## Goal of the exercise
An identical copy of all records below is to be written out.

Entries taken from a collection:
◇ ◇ ◇ ◇ ◇

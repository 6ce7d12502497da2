//! Backend communication: HTTP client, request bodies and response shapes.

pub mod api_client;
pub mod payload;
pub mod request_id;
pub mod response;

pub use api_client::{ApiClient, ApiRequest, RequestBody};
pub use payload::{MultipartPayload, PartValue, PendingFile};
pub use response::MessageResponse;
use std::path::PathBuf;
use thiserror::Error;

/// Bad input from the requester. Answered with a re-prompt, never fatal.
#[derive(Debug, Clone, PartialEq, Eq, Error)]
pub enum InputError {
    #[error("Invalid URL")]
    InvalidUrl,
    #[error("Invalid time. Use HH:MM")]
    InvalidTime,
    #[error("End time must be after start time")]
    NonPositiveDuration,
    #[error("Max duration: {} hours", .max_minutes / 60)]
    DurationTooLong { max_minutes: i64 },
}

#[derive(Debug, Clone, PartialEq, Eq, Error)]
pub enum ScheduleError {
    #[error("You already have an active recording")]
    Conflict,
}

/// Why a job ended without an artifact.
#[derive(Debug, Clone, PartialEq, Eq, Error)]
pub enum Failure {
    #[error("engine failure: {0}")]
    Engine(String),
    #[error("conversion timed out")]
    ConversionTimeout,
    #[error("conversion failed: {0}")]
    Conversion(String),
}

/// Result of every pipeline stage, passed along by value.
#[derive(Debug, Clone, PartialEq, Eq)]
pub enum Outcome {
    Completed(PathBuf),
    Failed(Failure),
    Cancelled,
}

impl Outcome {
    pub fn label(&self) -> &'static str {
        match self {
            Outcome::Completed(_) => "completed",
            Outcome::Failed(_) => "failed",
            Outcome::Cancelled => "cancelled",
        }
    }
}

◇ ◇ ◇ ◇ ◇

## Task result
repository 6ce7d12502497da2
//! Backend communication: HTTP client, request bodies and response shapes.

pub mod api_client;
pub mod payload;
pub mod request_id;
pub mod response;

pub use api_client::{ApiClient, ApiRequest, RequestBody};
pub use payload::{MultipartPayload, PartValue, PendingFile};
pub use response::MessageResponse;
use std::path::PathBuf;
use thiserror::Error;

/// Bad input from the requester. Answered with a re-prompt, never fatal.
#[derive(Debug, Clone, PartialEq, Eq, Error)]
pub enum InputError {
    #[error("Invalid URL")]
    InvalidUrl,
    #[error("Invalid time. Use HH:MM")]
    InvalidTime,
    #[error("End time must be after start time")]
    NonPositiveDuration,
    #[error("Max duration: {} hours", .max_minutes / 60)]
    DurationTooLong { max_minutes: i64 },
}

#[derive(Debug, Clone, PartialEq, Eq, Error)]
pub enum ScheduleError {
    #[error("You already have an active recording")]
    Conflict,
}

/// Why a job ended without an artifact.
#[derive(Debug, Clone, PartialEq, Eq, Error)]
pub enum Failure {
    #[error("engine failure: {0}")]
    Engine(String),
    #[error("conversion timed out")]
    ConversionTimeout,
    #[error("conversion failed: {0}")]
    Conversion(String),
}

/// Result of every pipeline stage, passed along by value.
#[derive(Debug, Clone, PartialEq, Eq)]
pub enum Outcome {
    Completed(PathBuf),
    Failed(Failure),
    Cancelled,
}

impl Outcome {
    pub fn label(&self) -> &'static str {
        match self {
            Outcome::Completed(_) => "completed",
            Outcome::Failed(_) => "failed",
            Outcome::Cancelled => "cancelled",
        }
    }
}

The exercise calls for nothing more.